The difference between a concern and a complaint; a ‘concern’ may be defined as ‘an expression of worry or doubt over an issue considered to be important for which reassurances are sought’. A complaint may be generally defined as ‘an expression of dissatisfaction however made, about actions taken or a lack of action’.
It is in everyone’s interest that complaints are resolved at the earliest possible stage. Many issues can be resolved informally, without the need to invoke formal procedures.
The school has defined procedures for handling complaints so don’t be embarrassed if you feel an issue warrants more attention – complaints policy and procedures please see below.
It is natural that parents may, occasionally, be concerned about an aspect of their child’s education or welfare at school. This could include issues concerning the school’s approach to aspects of the curriculum, homework, behavioural problems or any other issue.

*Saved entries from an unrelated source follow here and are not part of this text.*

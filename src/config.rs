//! Server configuration: CLI flags, environment fallbacks, and the timing
//! constants that drive room phase transitions.

use std::time::Duration;

use clap::Parser;

/// Command-line arguments, each with an environment-variable fallback.
#[derive(Debug, Parser)]
#[command(name = "okey101_server", about = "Authoritative Okey101 room server")]
pub struct Args {
    /// Address to bind the HTTP/WebSocket listener to.
    #[arg(long, env = "SERVER_BIND", default_value = "0.0.0.0:8080")]
    pub bind: String,

    /// Raw port override; takes precedence over `--bind`'s port when set.
    #[arg(long, env = "PORT")]
    pub port: Option<u16>,

    /// Emit JSON-formatted log lines instead of compact text.
    #[arg(long, env = "SERVER_LOG_JSON", default_value_t = false)]
    pub log_json: bool,

    #[arg(long, env = "TURN_SECONDS", default_value_t = 50)]
    pub turn_seconds: u64,

    #[arg(long, env = "AUTO_START_SECONDS", default_value_t = 5)]
    pub auto_start_seconds: u64,

    #[arg(long, env = "BUILD_PILE_SECONDS", default_value_t = 15)]
    pub build_pile_seconds: u64,

    #[arg(long, env = "DICE_SECONDS", default_value_t = 5)]
    pub dice_seconds: u64,

    #[arg(long, env = "DEAL_SECONDS", default_value_t = 12)]
    pub deal_seconds: u64,

    #[arg(long, env = "INTERMISSION_SECONDS", default_value_t = 10)]
    pub intermission_seconds: u64,

    #[arg(long, env = "SOLVER_BUDGET_MS", default_value_t = 30)]
    pub solver_budget_ms: u64,
}

/// Timing constants resolved from [`Args`], handed to every room on creation.
#[derive(Debug, Clone, Copy)]
pub struct Timing {
    pub turn: Duration,
    pub auto_start: Duration,
    pub build_pile: Duration,
    pub dice: Duration,
    pub deal: Duration,
    pub intermission: Duration,
    pub solver_budget: Duration,
}

impl Default for Timing {
    fn default() -> Self {
        Self {
            turn: Duration::from_secs(50),
            auto_start: Duration::from_secs(5),
            build_pile: Duration::from_secs(15),
            dice: Duration::from_secs(5),
            deal: Duration::from_secs(12),
            intermission: Duration::from_secs(10),
            solver_budget: Duration::from_millis(30),
        }
    }
}

impl From<&Args> for Timing {
    fn from(args: &Args) -> Self {
        Self {
            turn: Duration::from_secs(args.turn_seconds),
            auto_start: Duration::from_secs(args.auto_start_seconds),
            build_pile: Duration::from_secs(args.build_pile_seconds),
            dice: Duration::from_secs(args.dice_seconds),
            deal: Duration::from_secs(args.deal_seconds),
            intermission: Duration::from_secs(args.intermission_seconds),
            solver_budget: Duration::from_millis(args.solver_budget_ms),
        }
    }
}

impl Args {
    /// The socket address to bind, folding `--port`/`PORT` over `--bind`'s
    /// port when both are present.
    pub fn resolved_bind(&self) -> String {
        match self.port {
            Some(port) => match self.bind.rsplit_once(':') {
                Some((host, _)) => format!("{host}:{port}"),
                None => format!("{}:{port}", self.bind),
            },
            None => self.bind.clone(),
        }
    }
}

/// Loads `.env` the same way as the bind: manifest-relative first, then cwd.
pub fn load_dotenv() {
    if let Some(manifest_dir) = option_env!("CARGO_MANIFEST_DIR") {
        let _ = dotenv::from_path(std::path::Path::new(manifest_dir).join(".env"));
    }
    let _ = dotenv::dotenv();
}

#[cfg(test)]
mod tests {
    use super::*;

    #[test]
    fn port_override_replaces_bind_port() {
        let args = Args {
            bind: "0.0.0.0:8080".to_string(),
            port: Some(3000),
            log_json: false,
            turn_seconds: 50,
            auto_start_seconds: 5,
            build_pile_seconds: 15,
            dice_seconds: 5,
            deal_seconds: 12,
            intermission_seconds: 10,
            solver_budget_ms: 30,
        };
        assert_eq!(args.resolved_bind(), "0.0.0.0:3000");
    }

    #[test]
    fn no_port_override_keeps_bind() {
        let args = Args {
            bind: "127.0.0.1:9090".to_string(),
            port: None,
            log_json: false,
            turn_seconds: 50,
            auto_start_seconds: 5,
            build_pile_seconds: 15,
            dice_seconds: 5,
            deal_seconds: 12,
            intermission_seconds: 10,
            solver_budget_ms: 30,
        };
        assert_eq!(args.resolved_bind(), "127.0.0.1:9090");
    }
}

The school welcomes enquiries from parents about any matter. Teachers and staff will explain the school practices, policies, and how they affect the pupils. The vast majority of concerns will be handled by the class teacher or by the subject leader if this is more helpful. If in doubt, keep asking until you are completely satisfied as all staff are eager to help.
The usual format is to speak to the child’s class teacher in the first instance, or to contact the school office to arrange an appointment to discuss your concern with whoever you wish. At all times the staff will help to resolve a problem. In the spirit of true partnership between home, school and community, if you are still concerned and wish to talk to a member of the leadership team, please make contact personally or through the school office or if you prefer you can complete a feedback/concern form. We take these informal concerns seriously and make every effort to resolve the matter as quickly as possible.
Compliments are always welcome and very encouraging to teachers and staff. The school encourages positive feedback or opinions from pupils and parents. In practice this dialogue is continuous, sometimes directly and also indirectly, for example, through the annual questionnaires. It may not always be possible to act immediately but pupils and the school always benefit so please don’t hold back.